* PROVIDED RECORDS *
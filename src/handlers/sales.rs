// src/handlers/sales.rs

use axum::{
    extract::{Path, State},
    http::StatusCode,
    response::IntoResponse,
    Json,
};

use crate::{
    common::{error::AppError, response::ApiResponse},
    config::AppState,
    models::sales::{NewSale, Sale, SaleReceipt},
};

// POST /api/sales
#[utoipa::path(
    post,
    path = "/api/sales",
    tag = "Sales",
    request_body = NewSale,
    responses(
        (status = 201, description = "Venda registrada, estoque baixado e entrada lançada", body = ApiResponse<SaleReceipt>),
        (status = 400, description = "Dados inválidos")
    ),
    security(("api_jwt" = []))
)]
pub async fn create_sale(
    State(app_state): State<AppState>,
    Json(payload): Json<NewSale>,
) -> Result<impl IntoResponse, AppError> {
    let (sale, transaction) = app_state.sales_service.create_sale(payload).await?;
    Ok((
        StatusCode::CREATED,
        Json(ApiResponse::ok(SaleReceipt { sale, transaction })),
    ))
}

// GET /api/sales
#[utoipa::path(
    get,
    path = "/api/sales",
    tag = "Sales",
    responses(
        (status = 200, description = "Vendas", body = ApiResponse<Vec<Sale>>)
    ),
    security(("api_jwt" = []))
)]
pub async fn list_sales(
    State(app_state): State<AppState>,
) -> Result<impl IntoResponse, AppError> {
    let sales = app_state.sales_service.list_sales().await?;
    Ok((StatusCode::OK, Json(ApiResponse::ok(sales))))
}

// GET /api/sales/{id}
#[utoipa::path(
    get,
    path = "/api/sales/{id}",
    tag = "Sales",
    params(("id" = String, Path, description = "ID da venda")),
    responses(
        (status = 200, description = "Venda", body = ApiResponse<Sale>),
        (status = 404, description = "Não encontrada")
    ),
    security(("api_jwt" = []))
)]
pub async fn get_sale(
    State(app_state): State<AppState>,
    Path(id): Path<String>,
) -> Result<impl IntoResponse, AppError> {
    let sale = app_state.sales_service.get_sale(&id).await?;
    Ok((StatusCode::OK, Json(ApiResponse::ok(sale))))
}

* PROBLEM REQUIREMENTS *
Produce an exact copy of every entry above.

* SOLUTION BELOW *
filename src/handlers/sales.rs
// src/handlers/sales.rs

use axum::{
    extract::{Path, State},
    http::StatusCode,
    response::IntoResponse,
    Json,
};

use crate::{
    common::{error::AppError, response::ApiResponse},
    config::AppState,
    models::sales::{NewSale, Sale, SaleReceipt},
};

// POST /api/sales
#[utoipa::path(
    post,
    path = "/api/sales",
    tag = "Sales",
    request_body = NewSale,
    responses(
        (status = 201, description = "Venda registrada, estoque baixado e entrada lançada", body = ApiResponse<SaleReceipt>),
        (status = 400, description = "Dados inválidos")
    ),
    security(("api_jwt" = []))
)]
pub async fn create_sale(
    State(app_state): State<AppState>,
    Json(payload): Json<NewSale>,
) -> Result<impl IntoResponse, AppError> {
    let (sale, transaction) = app_state.sales_service.create_sale(payload).await?;
    Ok((
        StatusCode::CREATED,
        Json(ApiResponse::ok(SaleReceipt { sale, transaction })),
    ))
}

// GET /api/sales
#[utoipa::path(
    get,
    path = "/api/sales",
    tag = "Sales",
    responses(
        (status = 200, description = "Vendas", body = ApiResponse<Vec<Sale>>)
    ),
    security(("api_jwt" = []))
)]
pub async fn list_sales(
    State(app_state): State<AppState>,
) -> Result<impl IntoResponse, AppError> {
    let sales = app_state.sales_service.list_sales().await?;
    Ok((StatusCode::OK, Json(ApiResponse::ok(sales))))
}

// GET /api/sales/{id}
#[utoipa::path(
    get,
    path = "/api/sales/{id}",
    tag = "Sales",
    params(("id" = String, Path, description = "ID da venda")),
    responses(
        (status = 200, description = "Venda", body = ApiResponse<Sale>),
        (status = 404, description = "Não encontrada")
    ),
    security(("api_jwt" = []))
)]
pub async fn get_sale(
    State(app_state): State<AppState>,
    Path(id): Path<String>,
) -> Result<impl IntoResponse, AppError> {
    let sale = app_state.sales_service.get_sale(&id).await?;
    Ok((StatusCode::OK, Json(ApiResponse::ok(sale))))
}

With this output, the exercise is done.